What is being asked
In the entries below, find the string "dBFS" and return each line holding it.

Input data
//! Human-readable rendering of the measurement and processing results.

use crate::audio::AudioBuffer;
use crate::dynamics::CompressionReport;
use crate::level::linear_to_db;
use crate::loudness::Measurement;
use crate::normalize::NormalizationResult;

/// Loudness-oriented statistics of one buffer.
#[derive(Clone, Copy, Debug)]
pub struct SignalStats {
    pub lufs: f64,
    pub peak_db: f64,
    pub rms_db: f64,
    pub crest_db: f64,
    pub lra_lu: f64,
}

impl SignalStats {
    pub fn from_measurement(audio: &AudioBuffer, measurement: &Measurement) -> Self {
        let peak_db = linear_to_db(audio.sample_peak());
        let rms_db = linear_to_db(audio.rms());
        SignalStats {
            lufs: measurement.integrated_lufs,
            peak_db,
            rms_db,
            crest_db: if audio.is_empty() { 0.0 } else { peak_db - rms_db },
            lra_lu: measurement.loudness_range_lu,
        }
    }
}

fn fmt_lufs(lufs: f64) -> String {
    if lufs.is_finite() {
        format!("{:.2} LUFS", lufs)
    } else {
        "-inf LUFS (silence)".to_string()
    }
}

pub fn log_signal_stats(label: &str, stats: &SignalStats) {
    log::info!("{} statistics:", label);
    log::info!("  Integrated loudness: {}", fmt_lufs(stats.lufs));
    log::info!("  Peak: {:.2} dBFS", stats.peak_db);
    log::info!("  RMS: {:.2} dBFS", stats.rms_db);
    log::info!("  Crest factor: {:.2} dB", stats.crest_db);
    log::info!("  Loudness range: {:.2} LU", stats.lra_lu);
}

pub fn log_compression(report: &CompressionReport) {
    log::info!("Compression results:");
    log::info!(
        "  Dynamic range: {:.2} dB -> {:.2} dB",
        report.input.crest_db,
        report.output.crest_db
    );
    log::info!("  Max gain reduction: {:.2} dB", report.max_reduction_db);
}

pub fn log_normalization(result: &NormalizationResult, target_lufs: f64) {
    if result.skipped {
        log::warn!("Normalization skipped: signal is silent, no loudness to normalize");
        return;
    }
    log::info!("Normalization:");
    log::info!("  Target: {:.2} LUFS", target_lufs);
    log::info!("  Makeup gain: {:+.2} dB", result.makeup_gain_db);
    if result.limited {
        log::warn!(
            "  Peak limiting applied: gain clamped to {:+.2} dB, achieved {}",
            result.applied_gain_db,
            fmt_lufs(result.achieved_lufs)
        );
    }
    log::info!("  Final peak: {:.2} dBFS", result.final_peak_dbfs);
}

/// End-of-run summary in the style of the step logging, but on stdout.
pub fn print_summary(input: &str, output: &str, before: &SignalStats, after: &SignalStats) {
    println!("Summary:");
    println!("  Input:  {}", input);
    println!("  Output: {}", output);
    println!("  LUFS:   {} -> {}", fmt_lufs(before.lufs), fmt_lufs(after.lufs));
    println!("  LRA:    {:.2} LU -> {:.2} LU", before.lra_lu, after.lra_lu);
    println!("  Peak:   {:.2} dBFS -> {:.2} dBFS", before.peak_db, after.peak_db);
}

Response to the exercise
    log::info!("  Peak: {:.2} dBFS", stats.peak_db);
    log::info!("  RMS: {:.2} dBFS", stats.rms_db);
    log::info!("  Final peak: {:.2} dBFS", result.final_peak_dbfs);
    println!("  Peak:   {:.2} dBFS -> {:.2} dBFS", before.peak_db, after.peak_db);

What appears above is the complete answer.